Cadmium binding by the F-box domain induces p97-mediated SCF complex disassembly to activate stress response programs

The F-box domain is a highly conserved structural motif that defines the largest class of ubiquitin ligases, Skp1/Cullin1/F-box protein (SCF) complexes. The only known function of the F-box motif is to form the protein interaction surface with Skp1. Here we show that the F-box domain can function as an environmental sensor. We demonstrate that the F-box domain of Met30 is a cadmium sensor that blocks the activity of the SCF Met30 ubiquitin ligase during cadmium stress.

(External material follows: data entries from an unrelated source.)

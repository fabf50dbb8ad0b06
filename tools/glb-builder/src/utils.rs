//! Utility functions for GLB construction

use anyhow::Result;
use base64::Engine;
use base64::engine::general_purpose::STANDARD;
use serde_json::Value;

/// Compute bounding box for positions
pub fn compute_bounds(positions: &[[f32; 3]]) -> (Vec<f32>, Vec<f32>) {
    let mut min = [f32::MAX; 3];
    let mut max = [f32::MIN; 3];

    for pos in positions {
        for i in 0..3 {
            min[i] = min[i].min(pos[i]);
            max[i] = max[i].max(pos[i]);
        }
    }

    (min.to_vec(), max.to_vec())
}

/// Align buffer to 4-byte boundary
pub fn align_buffer(buffer: &mut Vec<u8>) {
    while buffer.len() % 4 != 0 {
        buffer.push(0);
    }
}

/// Assemble GLB binary from a JSON tree and buffer data
pub fn assemble_glb(root: &Value, buffer_data: &[u8]) -> Result<Vec<u8>> {
    let json_bytes = serde_json::to_vec(root)?;
    let bin = if buffer_data.is_empty() {
        None
    } else {
        Some(buffer_data)
    };
    Ok(assemble_glb_chunks(&json_bytes, bin))
}

/// Assemble GLB binary from raw JSON bytes and an optional BIN payload
///
/// JSON is padded with spaces, binary data with zeros.
pub fn assemble_glb_chunks(json_bytes: &[u8], buffer_data: Option<&[u8]>) -> Vec<u8> {
    // Pad JSON to 4-byte alignment
    let json_padding = (4 - (json_bytes.len() % 4)) % 4;
    let json_chunk_length = json_bytes.len() + json_padding;

    // Pad buffer to 4-byte alignment
    let buffer_chunk_length = buffer_data.map(|data| data.len() + (4 - (data.len() % 4)) % 4);

    // Total file length
    let total_length = 12 + 8 + json_chunk_length + buffer_chunk_length.map_or(0, |len| 8 + len);

    let mut glb = Vec::with_capacity(total_length);

    // GLB header
    glb.extend_from_slice(b"glTF");
    glb.extend_from_slice(&2u32.to_le_bytes()); // version
    glb.extend_from_slice(&(total_length as u32).to_le_bytes());

    // JSON chunk
    glb.extend_from_slice(&(json_chunk_length as u32).to_le_bytes());
    glb.extend_from_slice(&0x4E4F534Au32.to_le_bytes()); // "JSON"
    glb.extend_from_slice(json_bytes);
    glb.extend(std::iter::repeat_n(0x20u8, json_padding));

    // Binary chunk
    if let (Some(data), Some(chunk_length)) = (buffer_data, buffer_chunk_length) {
        glb.extend_from_slice(&(chunk_length as u32).to_le_bytes());
        glb.extend_from_slice(&0x004E4942u32.to_le_bytes()); // "BIN\0"
        glb.extend_from_slice(data);
        glb.extend(std::iter::repeat_n(0u8, chunk_length - data.len()));
    }

    glb
}

/// Standard base64 with padding
pub fn encode_base64(data: &[u8]) -> String {
    STANDARD.encode(data)
}

/// `data:` URI with a base64 payload
pub fn data_uri(mime_type: &str, data: &[u8]) -> String {
    format!("data:{mime_type};base64,{}", encode_base64(data))
}

#[cfg(test)]
mod tests {
    use super::*;

    #[test]
    fn test_compute_bounds_simple() {
        let positions = [[0.0, 0.0, 0.0], [1.0, 2.0, 3.0], [-1.0, -2.0, -3.0]];
        let (min, max) = compute_bounds(&positions);
        assert_eq!(min, vec![-1.0, -2.0, -3.0]);
        assert_eq!(max, vec![1.0, 2.0, 3.0]);
    }

    #[test]
    fn test_align_buffer() {
        let mut buffer = vec![1, 2, 3];
        align_buffer(&mut buffer);
        assert_eq!(buffer.len(), 4);
        assert_eq!(buffer, vec![1, 2, 3, 0]);

        let mut buffer2 = vec![1, 2, 3, 4];
        align_buffer(&mut buffer2);
        assert_eq!(buffer2.len(), 4); // Already aligned
    }

    #[test]
    fn test_encode_base64() {
        assert_eq!(encode_base64(b""), "");
        assert_eq!(encode_base64(b"f"), "Zg==");
        assert_eq!(encode_base64(b"fo"), "Zm8=");
        assert_eq!(encode_base64(b"foo"), "Zm9v");
        assert_eq!(encode_base64(&[1, 2, 3]), "AQID");
    }

    #[test]
    fn test_assemble_glb_layout() {
        let glb = assemble_glb_chunks(b"{}", Some(&[1, 2, 3]));
        assert_eq!(&glb[0..4], b"glTF");
        assert_eq!(u32::from_le_bytes(glb[8..12].try_into().unwrap()) as usize, glb.len());
        // JSON chunk padded to 4 bytes with spaces
        assert_eq!(u32::from_le_bytes(glb[12..16].try_into().unwrap()), 4);
        assert_eq!(&glb[20..24], b"{}  ");
        // BIN chunk padded with zeros
        assert_eq!(u32::from_le_bytes(glb[24..28].try_into().unwrap()), 4);
        assert_eq!(&glb[32..36], &[1, 2, 3, 0]);
    }
}
impl Accessor {
    pub fn read(r: &mut ObjectReader<'_, '_, '_>) -> Self {
        r.name();
        let buffer_view = r.index("bufferView");
        let byte_offset = r.uint("byteOffset");
        if byte_offset.is_some() && buffer_view.is_none() {
            r.issue(
                IssueCode::UnsatisfiedDependency,
                "byteOffset",
                "Dependency failed. 'bufferView' must be defined.",
            );
        }
        let component_type = r
            .required_enum_uint("componentType", &ComponentType::CODES)
            .and_then(ComponentType::from_code);
        let normalized = r.bool("normalized").unwrap_or(false);
        let count = r.required_uint_in("count", 1..);
        let accessor_type = r
            .required_enum_string("type", &AccessorType::NAMES)
            .and_then(AccessorType::from_name);
        let min = r.float_array("min", &[1, 2, 3, 4, 9, 16], ..);
        let max = r.float_array("max", &[1, 2, 3, 4, 9, 16], ..);
        let sparse = r.child("sparse", ObjectKind::AccessorSparse, |s| Sparse {
            count: s.required_uint_in("count", 1..),
            indices: s.required_child("indices", ObjectKind::AccessorSparseIndices, |i| SparseIndices {
                buffer_view: i.required_index("bufferView"),
                byte_offset: i.uint("byteOffset").unwrap_or(0),
                component_type: i
                    .required_enum_uint("componentType", &[5121, 5123, 5125])
                    .and_then(ComponentType::from_code),
            }),
            values: s.required_child("values", ObjectKind::AccessorSparseValues, |v| SparseValues {
                buffer_view: v.required_index("bufferView"),
                byte_offset: v.uint("byteOffset").unwrap_or(0),
            }),
        });

        Self {
            buffer_view,
            byte_offset: byte_offset.unwrap_or(0),
            component_type,
            normalized,
            count,
            accessor_type,
            min,
            max,
            sparse,
        }
    }

    pub fn layout(&self) -> Option<ElementLayout> {
        Some(ElementLayout {
            component_type: self.component_type?,
            accessor_type: self.accessor_type?,
        })
    }

    pub fn format(&self) -> Option<Format> {
        Some(Format::new(self.accessor_type?, self.component_type?, self.normalized))
    }

    pub fn has_bounds(&self) -> bool {
        self.min.is_some() && self.max.is_some()
    }

    pub fn validate(&self, index: usize, cx: &Context<'_>, sink: &mut IssueSink<'_>) {
        let pointer = format!("/accessors/{index}");

        if self.normalized
            && matches!(
                self.component_type,
                Some(ComponentType::Float | ComponentType::UnsignedInt)
            )
        {
            sink.add(
                IssueCode::AccessorNormalizedInvalid,
                format!("{pointer}/normalized"),
                "Only (u)byte and (u)short accessors can be normalized.",
            );
        }

        if let Some(accessor_type) = self.accessor_type {
            let components = accessor_type.components();
            for (key, bound) in [("min", &self.min), ("max", &self.max)] {
                if let Some(values) = bound {
                    if values.len() != components {
                        sink.add(
                            IssueCode::ArrayLengthNotInList,
                            format!("{pointer}/{key}"),
                            format!(
                                "Invalid array length {}. Valid lengths are: ({components}).",
                                values.len()
                            ),
                        );
                    }
                }
            }
        }

        if let Some(view_index) = self.buffer_view {
            if let Some(v) = resolve(
                sink,
                view_index,
                cx.doc.buffer_views.len(),
                format!("{pointer}/bufferView"),
            ) {
                self.validate_placement(&pointer, v, cx, sink);
            }
        }

        if let Some(sparse) = &self.sparse {
            self.validate_sparse(&pointer, sparse, cx, sink);
        }
    }

    /// Alignment, stride and length checks against the referenced view
    fn validate_placement(&self, pointer: &str, v: usize, cx: &Context<'_>, sink: &mut IssueSink<'_>) {
        let (Some(layout), Some(count)) = (self.layout(), self.count) else {
            return;
        };
        let view = &cx.doc.buffer_views[v];
        let component_size = layout.component_type.size() as u64;
        let total_offset = view.byte_offset + self.byte_offset;

        if total_offset % component_size != 0 {
            sink.add(
                IssueCode::AccessorTotalOffsetAlignment,
                format!("{pointer}/byteOffset"),
                format!(
                    "Accessor's total byteOffset {total_offset} isn't a multiple of componentType length {component_size}."
                ),
            );
        } else if layout.accessor_type.matrix_rows().is_some() && total_offset % 4 != 0 {
            sink.add(
                IssueCode::AccessorMatrixAlignment,
                format!("{pointer}/byteOffset"),
                format!("Matrix accessors must be aligned to 4-byte boundaries, total byteOffset is {total_offset}."),
            );
        }

        let element_size = layout.size() as u64;
        let stride = match view.byte_stride {
            Some(stride) if stride < element_size => {
                sink.add(
                    IssueCode::AccessorSmallByteStride,
                    pointer.to_string(),
                    format!(
                        "Referenced bufferView's byteStride value {stride} is less than accessor element's length {element_size}."
                    ),
                );
                return;
            }
            Some(stride) => stride,
            None => element_size,
        };

        if let Some(view_length) = view.byte_length {
            let span = (count - 1)
                .saturating_mul(stride)
                .saturating_add(self.byte_offset + element_size);
            if span > view_length {
                sink.add(
                    IssueCode::AccessorTooLong,
                    format!("{pointer}/count"),
                    format!(
                        "Accessor (offset: {}, length: {}) does not fit referenced bufferView [{v}] length {view_length}.",
                        self.byte_offset,
                        span - self.byte_offset
                    ),
                );
            }
        }
    }

    fn validate_sparse(&self, pointer: &str, sparse: &Sparse, cx: &Context<'_>, sink: &mut IssueSink<'_>) {
        let sparse_pointer = format!("{pointer}/sparse");
        if let (Some(sparse_count), Some(count)) = (sparse.count, self.count) {
            if sparse_count > count {
                sink.add(
                    IssueCode::AccessorSparseCountOutOfRange,
                    format!("{sparse_pointer}/count"),
                    format!(
                        "Sparse accessor overrides more elements ({sparse_count}) than the base accessor contains ({count})."
                    ),
                );
            }
        }
        let Some(sparse_count) = sparse.count else {
            return;
        };

        let indices = sparse.indices.as_ref().and_then(|indices| {
            Some((
                indices.buffer_view?,
                indices.byte_offset,
                indices.component_type?.size() as u64,
                "indices",
            ))
        });
        let values = sparse.values.as_ref().and_then(|values| {
            Some((
                values.buffer_view?,
                values.byte_offset,
                self.layout()?.size() as u64,
                "values",
            ))
        });

        for (view_index, byte_offset, element_size, key) in indices.into_iter().chain(values) {
            let view_pointer = format!("{sparse_pointer}/{key}/bufferView");
            let Some(v) = resolve(sink, view_index, cx.doc.buffer_views.len(), view_pointer.clone()) else {
                continue;
            };
            let view = &cx.doc.buffer_views[v];
            if view.byte_stride.is_some() {
                sink.add(
                    IssueCode::AccessorSparseBufferViewWithByteStride,
                    view_pointer,
                    "bufferView with byteStride is not allowed for sparse accessors.",
                );
            }
            if let Some(view_length) = view.byte_length {
                let length = sparse_count.saturating_mul(element_size);
                if byte_offset + length > view_length {
                    sink.add(
                        IssueCode::AccessorTooLong,
                        format!("{sparse_pointer}/{key}"),
                        format!(
                            "Accessor (offset: {byte_offset}, length: {length}) does not fit referenced bufferView [{v}] length {view_length}."
                        ),
                    );
                }
            }
        }
    }
}
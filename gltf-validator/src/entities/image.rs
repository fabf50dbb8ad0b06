//! Images

use super::buffer::read_uri;
use super::{Context, resolve};
use crate::fetch::ImageStatus;
use crate::issue::{IssueCode, IssueSink};
use crate::reader::{Index, ObjectReader};

/// Image types that may be declared; core textures accept only the first two
pub const IMAGE_MIME_TYPES: [&str; 4] = ["image/jpeg", "image/png", "image/webp", "image/ktx2"];

#[derive(Debug, Clone, Default, PartialEq)]
pub struct Image {
    pub uri: Option<String>,
    pub uri_valid: bool,
    pub mime_type: Option<String>,
    pub buffer_view: Option<Index>,
}

/// Mime type implied by a file extension in a URI
fn mime_from_uri(uri: &str) -> Option<&'static str> {
    let path = uri.split(['?', '#']).next().unwrap_or(uri);
    let extension = path.rsplit_once('.')?.1.to_ascii_lowercase();
    match extension.as_str() {
        "png" => Some("image/png"),
        "jpg" | "jpeg" => Some("image/jpeg"),
        "webp" => Some("image/webp"),
        "ktx2" => Some("image/ktx2"),
        _ => None,
    }
}

impl Image {
    pub fn read(r: &mut ObjectReader<'_, '_, '_>) -> Self {
        r.name();
        let (uri, uri_valid) = read_uri(r);
        let mime_type = r.enum_string("mimeType", &IMAGE_MIME_TYPES).map(str::to_string);
        let buffer_view = r.index("bufferView");

        if r.has("uri") == r.has("bufferView") {
            r.issue_here(
                IssueCode::OneOfMismatch,
                "Exactly one of ('bufferView', 'uri') properties must be defined.",
            );
        }
        if buffer_view.is_some() && !r.has("mimeType") {
            r.issue(
                IssueCode::UnsatisfiedDependency,
                "bufferView",
                "Dependency failed. 'mimeType' must be defined.",
            );
        }

        Self {
            uri,
            uri_valid,
            mime_type,
            buffer_view,
        }
    }

    /// Best-known mime type: sniffed content, then declared, then file extension
    pub fn effective_mime_type<'s>(&'s self, status: Option<&ImageStatus>) -> Option<&'s str> {
        if let Some(ImageStatus::Decoded(info)) = status {
            return Some(info.mime_type);
        }
        self.mime_type
            .as_deref()
            .or_else(|| self.uri.as_deref().and_then(mime_from_uri))
    }

    pub fn validate(&self, index: usize, cx: &Context<'_>, sink: &mut IssueSink<'_>) {
        let pointer = format!("/images/{index}");

        if let Some(view_index) = self.buffer_view {
            let view_pointer = format!("{pointer}/bufferView");
            if let Some(v) = resolve(sink, view_index, cx.doc.buffer_views.len(), view_pointer.clone()) {
                if cx.doc.buffer_views[v].byte_stride.is_some() {
                    sink.add(
                        IssueCode::ImageBufferViewWithByteStride,
                        view_pointer,
                        "Buffer view with byteStride cannot be used for images.",
                    );
                }
            }
        }

        match cx.resources.images.get(index) {
            Some(ImageStatus::Decoded(info)) => {
                if let Some(declared) = &self.mime_type {
                    if declared != info.mime_type {
                        sink.add(
                            IssueCode::ImageMimeTypeInvalid,
                            format!("{pointer}/mimeType"),
                            format!(
                                "Recognized image format '{}' does not match declared image format '{declared}'.",
                                info.mime_type
                            ),
                        );
                    }
                }
                if !info.width.is_power_of_two() || !info.height.is_power_of_two() {
                    sink.add(
                        IssueCode::ImageNpotDimensions,
                        pointer,
                        format!(
                            "Image has non-power-of-two dimensions: {}x{}.",
                            info.width, info.height
                        ),
                    );
                }
            }
            Some(ImageStatus::Unrecognized) => sink.add(
                IssueCode::ImageUnrecognizedFormat,
                pointer,
                "Image format not recognized.",
            ),
            Some(ImageStatus::Truncated) => sink.add(
                IssueCode::ImageUnexpectedEos,
                pointer,
                "Unexpected end of image stream.",
            ),
            Some(ImageStatus::Unavailable) | None => {}
        }
    }
}

#[cfg(test)]
mod tests {
    use super::*;

    #[test]
    fn test_mime_from_uri() {
        assert_eq!(mime_from_uri("textures/albedo.PNG"), Some("image/png"));
        assert_eq!(mime_from_uri("a.jpeg?v=2"), Some("image/jpeg"));
        assert_eq!(mime_from_uri("noext"), None);
    }

    #[test]
    fn test_effective_mime_type_prefers_content() {
        let image = Image {
            uri: Some("a.png".into()),
            uri_valid: true,
            mime_type: Some("image/png".into()),
            buffer_view: None,
        };
        let decoded = ImageStatus::Decoded(crate::image_info::ImageInfo {
            mime_type: "image/jpeg",
            width: 4,
            height: 4,
        });
        assert_eq!(image.effective_mime_type(Some(&decoded)), Some("image/jpeg"));
        assert_eq!(image.effective_mime_type(None), Some("image/png"));
    }
}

Several highly conserved cysteine residues within the Met30 F-box contribute to binding of cadmium with a K D of 8 µM. Binding induces a conformational change that allows for Met30 autoubiquitylation, which in turn leads to recruitment of the segregase Cdc48/p97/VCP followed by active SCF Met30 disassembly. The resulting inactivation of SCF Met30 protects cells from cadmium stress. Our results show that F-box domains participate in regulation of SCF ligases beyond formation of the Skp1 binding interface. The F-box domain is a conserved structural motif in ubiquitin ligases known only to bind Skp1. Here, the authors show the F-box domain is also an environmental cadmium sensor that changes conformation upon binding to disassemble the active ligase, protecting the cell from cadmium stress.